1

I'm confused about how one might supposedly bypass the final subtraction of the modulus in radix-2 montgomery modular multiplication, when used in a modular exponentiation algorithm. The following two papers put forward the conditions for bypassing the subtraction.

I don't understand exactly what is required in terms of the "preprocessing and postprocessing" to eliminate the need for the repetitive subtraction of the modulus at the end of the montgomery multiplication.

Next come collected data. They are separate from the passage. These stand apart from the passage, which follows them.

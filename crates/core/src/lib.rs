mod adapter;
mod annotation;
mod config;
mod dialect;
mod diff;
mod error;
mod executor;
mod ir;
mod orchestrator;
mod ordering;
mod plan;
mod renderer;
mod statement;

pub use adapter::{DatabaseAdapter, Transaction};
pub use annotation::{
    AnnotationAttachment, AnnotationExtractor, AnnotationTarget, RenameAnnotation,
    attach_annotations,
};
pub use config::{ConnectionConfig, Version};
pub use dialect::Dialect;
pub use diff::{
    ColumnChange, DEFAULT_EQUIVALENCE_POLICY, DefaultEquivalencePolicy, DiffConfig, DiffEngine,
    DiffOp, DomainChange, EquivalencePolicy, EquivalencePolicyContractError, SequenceChange,
    TableFilter, TypeChange, custom_types_equivalent, exprs_equivalent,
    is_mysql_change_column_full_redefinition, verify_equivalence_policy_contract,
};
pub use error::{
    DiffError, Error, ExecutionError, GenerateError, ParseError, Result, SourceLocation,
};
pub use executor::Executor;
pub use ir::{
    BinaryOperator, CheckConstraint, CheckOption, Column, ColumnPosition, Comment, CommentTarget,
    ComparisonOp, DataType, Deferrable, Domain, EnumValuePosition, ExclusionConstraint,
    ExclusionElement, Expr, Extension, ForeignKey, ForeignKeyAction, Function, FunctionParam,
    FunctionParamMode, FunctionSecurity, GeneratedColumn, Ident, Identity, IndexColumn, IndexDef,
    IndexOwner, IsTest, Literal, MaterializedView, NullsOrder, Partition, PartitionBound,
    PartitionElement, PartitionStrategy, Policy, PolicyCommand, PrimaryKey, Privilege,
    PrivilegeObject, PrivilegeOp, QualifiedName, SchemaDef, SchemaObject, Sequence, SetQuantifier,
    SortOrder, SubQuery, Table, TableOptions, Trigger, TriggerEvent, TriggerForEach, TriggerTiming,
    TypeDef, TypeKind, UnaryOperator, Value, View, ViewSecurity, Volatility, WindowSpec,
    extra_keys, float_total_cmp, value_total_eq,
};
pub use orchestrator::{Mode, Orchestrator, OrchestratorOptions, OrchestratorOutput};
pub use ordering::sort_diff_ops;
pub use plan::{DdlPlan, DdlPlanner, build_ddl_plan};
pub use renderer::Renderer;
pub use statement::{SqliteRebuildStep, Statement, StatementContext};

My understanding after reading the above papers is that, to eliminate the final subtractions, you must:

  1. Zero-extend each input operand to the modular exponentiation by two

    e.g. new[2049 downto 0]  = (0, 0, old[2047 downto 0]) 
    
  2. Increase the loop bound inside the Montgomery multiplications by two, such that two more iterations of the loop are executed

I've made these modifications to a working algorithm, however the results are not as I expect and I do not understand why. Therefore, I assume I am misinterpreting something in these papers, or leaving out a critical step.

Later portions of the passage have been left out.